The pathogenesis of ganglions still remains unknown [16]. Currently, there are several hypotheses; one presumes that the presence of the ganglion is a product of mucinous degeneration of the connective tissue [9]. The second hypothesis considers the cause to be herniation of the synovial tissue through a defect in the joint capsule or tendon sheath, similar to those originating in the wrist joint. Other theories are connective tissue degeneration after trauma, ectopia of synovial, proliferation of pluripotential mesenchymal stem cell [3, 5, 16]. In our patient, there was no past history of trauma to the knee.

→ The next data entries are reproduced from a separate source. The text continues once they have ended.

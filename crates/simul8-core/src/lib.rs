//! # simul8-core
//!
//! Core types shared by the simul8 crates.
//!
//! The only thing every other crate needs from here is the error model:
//!
//! - [`Error`] - recoverable shape and dimension failures
//! - [`Result`] - `std::result::Result<T, Error>`
//!
//! ## Crate Structure
//!
//! ```text
//! simul8-core (this crate)
//!    ^
//!    |
//!    +-- simul8-math (vectors, matrices, quaternions)
//!    +-- simul8-physics (point-mass integration)
//! ```

#![warn(missing_docs)]
#![warn(rustdoc::missing_crate_level_docs)]

pub mod error;

pub use error::*;

/// Prelude module for convenient imports.
///
/// ```
/// use simul8_core::prelude::*;
/// ```
pub mod prelude {
    pub use crate::error::{Error, Result};
}
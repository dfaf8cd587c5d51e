//! Quaternion type for orientation.
//!
//! [`Quat`] stores a real part `w` and imaginary parts `x`, `y`, `z`.
//! Multiplication is the Hamilton product, which does not commute.
//!
//! # Inversion
//!
//! [`Quat::inverse`] panics on a zero-norm quaternion. Callers that cannot
//! guarantee a non-zero norm should use [`Quat::checked_inverse`] or test
//! [`Quat::norm`] first.
//!
//! ```rust
//! use simul8_math::Quat;
//!
//! let i = Quat::new(0.0, 1.0, 0.0, 0.0);
//! let j = Quat::new(0.0, 0.0, 1.0, 0.0);
//! assert_eq!(i.mul(j), Quat::new(0.0, 0.0, 0.0, 1.0));
//! assert_eq!(j.mul(i), Quat::new(0.0, 0.0, 0.0, -1.0));
//! ```

use std::fmt;
use std::ops::{Add, Mul, Neg, Sub};

/// A quaternion `w + xi + yj + zk` with `f64` components.
#[derive(Debug, Clone, Copy, PartialEq, Default)]
#[cfg_attr(feature = "serde", derive(serde::Serialize, serde::Deserialize))]
pub struct Quat {
    /// Real part
    pub w: f64,
    /// i component
    pub x: f64,
    /// j component
    pub y: f64,
    /// k component
    pub z: f64,
}

impl Quat {
    /// Identity rotation `1 + 0i + 0j + 0k`.
    pub const IDENTITY: Self = Self::new(1.0, 0.0, 0.0, 0.0);

    /// Zero quaternion. Not invertible.
    pub const ZERO: Self = Self::new(0.0, 0.0, 0.0, 0.0);

    /// Creates a quaternion from its real and imaginary parts.
    #[inline]
    pub const fn new(w: f64, x: f64, y: f64, z: f64) -> Self {
        Self { w, x, y, z }
    }

    /// Component-wise sum.
    #[inline]
    pub fn add(self, other: Self) -> Self {
        Self::new(
            self.w + other.w,
            self.x + other.x,
            self.y + other.y,
            self.z + other.z,
        )
    }

    /// Component-wise difference `self - other`.
    #[inline]
    pub fn sub(self, other: Self) -> Self {
        Self::new(
            self.w - other.w,
            self.x - other.x,
            self.y - other.y,
            self.z - other.z,
        )
    }

    /// Hamilton product `self * other`.
    #[inline]
    pub fn mul(self, q: Self) -> Self {
        Self::new(
            self.w * q.w - self.x * q.x - self.y * q.y - self.z * q.z,
            self.w * q.x + self.x * q.w + self.y * q.z - self.z * q.y,
            self.w * q.y - self.x * q.z + self.y * q.w + self.z * q.x,
            self.w * q.z + self.x * q.y - self.y * q.x + self.z * q.w,
        )
    }

    /// Euclidean norm over all four components.
    #[inline]
    pub fn norm(self) -> f64 {
        (self.w * self.w + self.x * self.x + self.y * self.y + self.z * self.z).sqrt()
    }

    /// Negates the imaginary parts.
    #[inline]
    pub fn conjugate(self) -> Self {
        Self::new(self.w, -self.x, -self.y, -self.z)
    }

    /// Multiplicative inverse `conjugate / norm²`.
    ///
    /// # Panics
    ///
    /// Panics if the norm is exactly zero.
    #[inline]
    pub fn inverse(self) -> Self {
        match self.checked_inverse() {
            Some(inv) => inv,
            None => panic!("cannot invert a quaternion with zero norm"),
        }
    }

    /// Like [`Quat::inverse`], but returns `None` for a zero-norm input.
    #[inline]
    pub fn checked_inverse(self) -> Option<Self> {
        let norm = self.norm();
        if norm == 0.0 {
            return None;
        }
        let norm_sq = norm * norm;
        let c = self.conjugate();
        Some(Self::new(c.w / norm_sq, c.x / norm_sq, c.y / norm_sq, c.z / norm_sq))
    }

    /// Converts to glam DQuat.
    #[inline]
    pub fn to_glam(self) -> glam::DQuat {
        glam::DQuat::from_xyzw(self.x, self.y, self.z, self.w)
    }

    /// Creates from glam DQuat.
    #[inline]
    pub fn from_glam(q: glam::DQuat) -> Self {
        Self::new(q.w, q.x, q.y, q.z)
    }
}

impl fmt::Display for Quat {
    fn fmt(&self, f: &mut fmt::Formatter<'_>) -> fmt::Result {
        write!(
            f,
            "({:.6} + {:.6}i + {:.6}j + {:.6}k)",
            self.w, self.x, self.y, self.z
        )
    }
}

impl Add for Quat {
    type Output = Self;

    #[inline]
    fn add(self, rhs: Self) -> Self {
        Quat::add(self, rhs)
    }
}

impl Sub for Quat {
    type Output = Self;

    #[inline]
    fn sub(self, rhs: Self) -> Self {
        Quat::sub(self, rhs)
    }
}

// Hamilton product
impl Mul for Quat {
    type Output = Self;

    #[inline]
    fn mul(self, rhs: Self) -> Self {
        Quat::mul(self, rhs)
    }
}

impl Neg for Quat {
    type Output = Self;

    #[inline]
    fn neg(self) -> Self {
        Self::new(-self.w, -self.x, -self.y, -self.z)
    }
}

impl From<glam::DQuat> for Quat {
    #[inline]
    fn from(q: glam::DQuat) -> Self {
        Self::from_glam(q)
    }
}

impl From<Quat> for glam::DQuat {
    #[inline]
    fn from(q: Quat) -> glam::DQuat {
        q.to_glam()
    }
}
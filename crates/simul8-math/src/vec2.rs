//! 2D vector type used by the planar physics integrator.

use std::fmt;
use std::ops::{Add, Div, Index, Mul, Neg, Sub};

/// A 2D vector of `f64` components.
#[derive(Debug, Clone, Copy, PartialEq, Default)]
#[cfg_attr(feature = "serde", derive(serde::Serialize, serde::Deserialize))]
#[repr(C)]
pub struct Vec2 {
    /// X component
    pub x: f64,
    /// Y component
    pub y: f64,
}

impl Vec2 {
    /// Zero vector (0, 0).
    pub const ZERO: Self = Self::new(0.0, 0.0);

    /// Unit X vector (1, 0).
    pub const X: Self = Self::new(1.0, 0.0);

    /// Unit Y vector (0, 1).
    pub const Y: Self = Self::new(0.0, 1.0);

    /// Creates a new vector.
    #[inline]
    pub const fn new(x: f64, y: f64) -> Self {
        Self { x, y }
    }

    /// Converts to an array.
    #[inline]
    pub const fn to_array(self) -> [f64; 2] {
        [self.x, self.y]
    }

    /// Component-wise sum.
    #[inline]
    pub fn add(self, other: Self) -> Self {
        Self::new(self.x + other.x, self.y + other.y)
    }

    /// Component-wise difference `self - other`.
    #[inline]
    pub fn subtract(self, other: Self) -> Self {
        Self::new(self.x - other.x, self.y - other.y)
    }

    /// Multiplies both components by `scalar`.
    #[inline]
    pub fn scale(self, scalar: f64) -> Self {
        Self::new(self.x * scalar, self.y * scalar)
    }

    /// Dot product.
    #[inline]
    pub fn dot(self, other: Self) -> f64 {
        self.x * other.x + self.y * other.y
    }

    /// Euclidean length.
    #[inline]
    pub fn magnitude(self) -> f64 {
        self.dot(self).sqrt()
    }

    /// Unit vector, or [`Vec2::ZERO`] when the magnitude is exactly zero.
    #[inline]
    pub fn normalise(self) -> Self {
        let mag = self.magnitude();
        if mag == 0.0 {
            return Self::ZERO;
        }
        Self::new(self.x / mag, self.y / mag)
    }

    /// Converts to glam DVec2.
    #[inline]
    pub fn to_glam(self) -> glam::DVec2 {
        glam::DVec2::new(self.x, self.y)
    }

    /// Creates from glam DVec2.
    #[inline]
    pub fn from_glam(v: glam::DVec2) -> Self {
        Self::new(v.x, v.y)
    }
}

impl fmt::Display for Vec2 {
    fn fmt(&self, f: &mut fmt::Formatter<'_>) -> fmt::Result {
        write!(f, "({:.6}, {:.6})", self.x, self.y)
    }
}

impl Index<usize> for Vec2 {
    type Output = f64;

    #[inline]
    fn index(&self, i: usize) -> &f64 {
        match i {
            0 => &self.x,
            1 => &self.y,
            _ => panic!("Vec2 index out of bounds: {}", i),
        }
    }
}

impl Add for Vec2 {
    type Output = Self;

    #[inline]
    fn add(self, rhs: Self) -> Self {
        Vec2::add(self, rhs)
    }
}

impl Sub for Vec2 {
    type Output = Self;

    #[inline]
    fn sub(self, rhs: Self) -> Self {
        self.subtract(rhs)
    }
}

impl Neg for Vec2 {
    type Output = Self;

    #[inline]
    fn neg(self) -> Self {
        Self::new(-self.x, -self.y)
    }
}

impl Mul<f64> for Vec2 {
    type Output = Self;

    #[inline]
    fn mul(self, rhs: f64) -> Self {
        self.scale(rhs)
    }
}

impl Div<f64> for Vec2 {
    type Output = Self;

    #[inline]
    fn div(self, rhs: f64) -> Self {
        Self::new(self.x / rhs, self.y / rhs)
    }
}

impl From<[f64; 2]> for Vec2 {
    #[inline]
    fn from(a: [f64; 2]) -> Self {
        Self::new(a[0], a[1])
    }
}

impl From<glam::DVec2> for Vec2 {
    #[inline]
    fn from(v: glam::DVec2) -> Self {
        Self::from_glam(v)
    }
}

impl From<Vec2> for glam::DVec2 {
    #[inline]
    fn from(v: Vec2) -> glam::DVec2 {
        v.to_glam()
    }
}
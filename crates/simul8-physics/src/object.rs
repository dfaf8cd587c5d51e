//! Planar point mass and its time step.
//!
//! # Integration
//!
//! [`PhysicsObject::update`] uses semi-implicit (symplectic) Euler:
//!
//! ```text
//! v' = v + a * dt
//! p' = p + v' * dt
//! ```
//!
//! Position advances with the *updated* velocity, so a body starting at
//! rest moves on the very first step.

use simul8_math::Vec2;
use tracing::trace;

/// A point mass moving in the plane.
#[derive(Debug, Clone, Copy, PartialEq, Default)]
#[cfg_attr(feature = "serde", derive(serde::Serialize, serde::Deserialize))]
pub struct PhysicsObject {
    /// Current position
    pub position: Vec2,
    /// Current velocity
    pub velocity: Vec2,
    /// Acceleration applied each step
    pub acceleration: Vec2,
    /// Mass
    pub mass: f64,
}

impl PhysicsObject {
    /// Creates a body at rest at `position`.
    pub fn new(position: Vec2, mass: f64) -> Self {
        Self {
            position,
            mass,
            ..Self::default()
        }
    }

    /// Sets the constant acceleration.
    pub fn with_acceleration(mut self, acceleration: Vec2) -> Self {
        self.acceleration = acceleration;
        self
    }

    /// Sets the initial velocity.
    pub fn with_velocity(mut self, velocity: Vec2) -> Self {
        self.velocity = velocity;
        self
    }

    /// Advances the body by one time step of `dt`.
    ///
    /// Velocity is updated first and the new velocity moves the position.
    pub fn update(&mut self, dt: f64) {
        self.velocity = self.velocity + self.acceleration * dt;
        self.position = self.position + self.velocity * dt;
        trace!(dt, x = self.position.x, y = self.position.y, "update");
    }

    /// Calls [`update`](Self::update) `steps` times.
    pub fn step_n(&mut self, dt: f64, steps: usize) {
        for _ in 0..steps {
            self.update(dt);
        }
    }

    /// Linear momentum `m * v`.
    #[inline]
    pub fn momentum(&self) -> Vec2 {
        self.velocity * self.mass
    }
}
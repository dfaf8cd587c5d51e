//! Error types for simul8 operations.
//!
//! Only shape problems are reported as errors. Numerical edge cases
//! (singular inversion, division by zero, normalising a zero vector) are
//! handled as silent no-ops by the operations themselves, and inverting a
//! zero-norm quaternion is a panic rather than an [`Error`].
//!
//! # Usage
//!
//! ```rust
//! use simul8_core::{Error, Result};
//!
//! fn check_same_shape(a: (usize, usize), b: (usize, usize)) -> Result<()> {
//!     if a != b {
//!         return Err(Error::dimension_mismatch("add", a, b));
//!     }
//!     Ok(())
//! }
//!
//! assert!(check_same_shape((2, 3), (3, 2)).is_err());
//! ```
//!
//! # Dependencies
//!
//! - [`thiserror`] - For derive macro error implementation

use thiserror::Error;

/// Result type alias using [`Error`] as the error type.
pub type Result<T> = std::result::Result<T, Error>;

/// Errors that can occur during matrix operations.
///
/// # Categories
///
/// - **Operand errors**: [`DimensionMismatch`](Error::DimensionMismatch)
/// - **Precondition errors**: [`Shape`](Error::Shape)
/// - **Construction errors**: [`RaggedRows`](Error::RaggedRows), [`DataLength`](Error::DataLength)
#[derive(Debug, Clone, PartialEq, Eq, Error)]
pub enum Error {
    /// Two operands have incompatible shapes for a binary operation.
    ///
    /// Returned by add and subtract when the shapes differ, and by
    /// multiply when the left column count differs from the right row
    /// count. Shapes are `(rows, columns)`.
    ///
    /// # Example
    ///
    /// ```rust
    /// use simul8_core::Error;
    ///
    /// let err = Error::dimension_mismatch("multiply", (2, 3), (2, 3));
    /// assert!(err.to_string().contains("2x3"));
    /// ```
    #[error("{op}: dimension mismatch {a_rows}x{a_columns} vs {b_rows}x{b_columns}")]
    DimensionMismatch {
        /// Operation that rejected the operands
        op: &'static str,
        /// Left operand row count
        a_rows: usize,
        /// Left operand column count
        a_columns: usize,
        /// Right operand row count
        b_rows: usize,
        /// Right operand column count
        b_columns: usize,
    },

    /// Operation requires a fixed shape the matrix does not have.
    ///
    /// Determinant, inversion, Euler assignment and vector transform are
    /// only defined for 3x3 matrices.
    #[error("{op}: requires a {expected_rows}x{expected_columns} matrix, got {rows}x{columns}")]
    Shape {
        /// Operation that was attempted
        op: &'static str,
        /// Required row count
        expected_rows: usize,
        /// Required column count
        expected_columns: usize,
        /// Actual row count
        rows: usize,
        /// Actual column count
        columns: usize,
    },

    /// Row data passed to a constructor has inconsistent lengths.
    #[error("row {row} has {got} elements, expected {expected}")]
    RaggedRows {
        /// Length of the first row
        expected: usize,
        /// Index of the offending row
        row: usize,
        /// Length of the offending row
        got: usize,
    },

    /// Flat element buffer does not hold exactly `rows * columns` values.
    #[error("{rows}x{columns} matrix needs {expected} elements, got {got}")]
    DataLength {
        /// Row count
        rows: usize,
        /// Column count
        columns: usize,
        /// `rows * columns`, or `usize::MAX` if that overflows
        expected: usize,
        /// Elements supplied
        got: usize,
    },
}

impl Error {
    /// Creates an [`Error::DimensionMismatch`] error from two
    /// `(rows, columns)` shapes.
    #[inline]
    pub fn dimension_mismatch(op: &'static str, a: (usize, usize), b: (usize, usize)) -> Self {
        Self::DimensionMismatch {
            op,
            a_rows: a.0,
            a_columns: a.1,
            b_rows: b.0,
            b_columns: b.1,
        }
    }

    /// Creates an [`Error::Shape`] error.
    ///
    /// # Arguments
    ///
    /// * `op` - Operation name
    /// * `expected` - Required `(rows, columns)`
    /// * `actual` - Actual `(rows, columns)`
    #[inline]
    pub fn shape(op: &'static str, expected: (usize, usize), actual: (usize, usize)) -> Self {
        Self::Shape {
            op,
            expected_rows: expected.0,
            expected_columns: expected.1,
            rows: actual.0,
            columns: actual.1,
        }
    }

    /// Creates an [`Error::RaggedRows`] error.
    #[inline]
    pub fn ragged_rows(expected: usize, row: usize, got: usize) -> Self {
        Self::RaggedRows { expected, row, got }
    }

    /// Creates an [`Error::DataLength`] error.
    #[inline]
    pub fn data_length(rows: usize, columns: usize, got: usize) -> Self {
        Self::DataLength {
            rows,
            columns,
            expected: rows.checked_mul(columns).unwrap_or(usize::MAX),
            got,
        }
    }

    /// Returns `true` if two operands were incompatible.
    #[inline]
    pub fn is_dimension_error(&self) -> bool {
        matches!(self, Self::DimensionMismatch { .. })
    }

    /// Returns `true` if a fixed-shape precondition was violated.
    #[inline]
    pub fn is_shape_error(&self) -> bool {
        matches!(self, Self::Shape { .. })
    }
}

The symptoms and signs of a ganglion cyst included pain, swelling, joint line tenderness, a positive result of the McMurray’s sign and limitations in the range of motion. These can also be suggestive of other intraarticular lesion, such as meniscal tear, a cartilage lesion or a free body, although the limitation in the range of knee motion is relatively greater than with other lesions. Knee locking seemed to be influenced by the location of the cyst. Cysts located mainly anterior to the cruciate ligaments tended to limit to extension of the knee, whereas those located mainly posterior to cruciate ligaments tended to limit to flexion. Sumen [17] reported that the reason for this tendency is that a cyst located anterioly could have been impinged between the ACL and intracondylar roof, resulting extension block, whereas a cyst located posterior to the ligaments could have been impinged between the PCL and intracondylar roof, resulting in a flexion block. However, this case located anterior to PCL limited both flexion and extension. The limitation cannot be completely explained by the location of the cyst only. Sumen [17] reported that the changes in the length and torsion of cruciate ligaments with knee motion might provoke traction or compression on the cyst, which may offer another explanation for limitations in knee motion. Kim [10] suggested that the changes in the shape and dimension of the ganglion cyst with knee motion and posture stimulated nerve ending in the synovial membrane stretched, and the knee pain was developed and knee motion limitation flexion and extension. Girgis [7] reported that the anterior portion of PCL was stretched in flexion position. Ganglion cyst attached anterior to PCL such as this case is stretched on knee flexion, knee motion limited in flexion. We hypothesize that reason of restriction of extension is impingement between ACL and intracondylar, and the reason of restriction of flexion is stimulation nerve ending in the synovial membrane stretched with knee motion.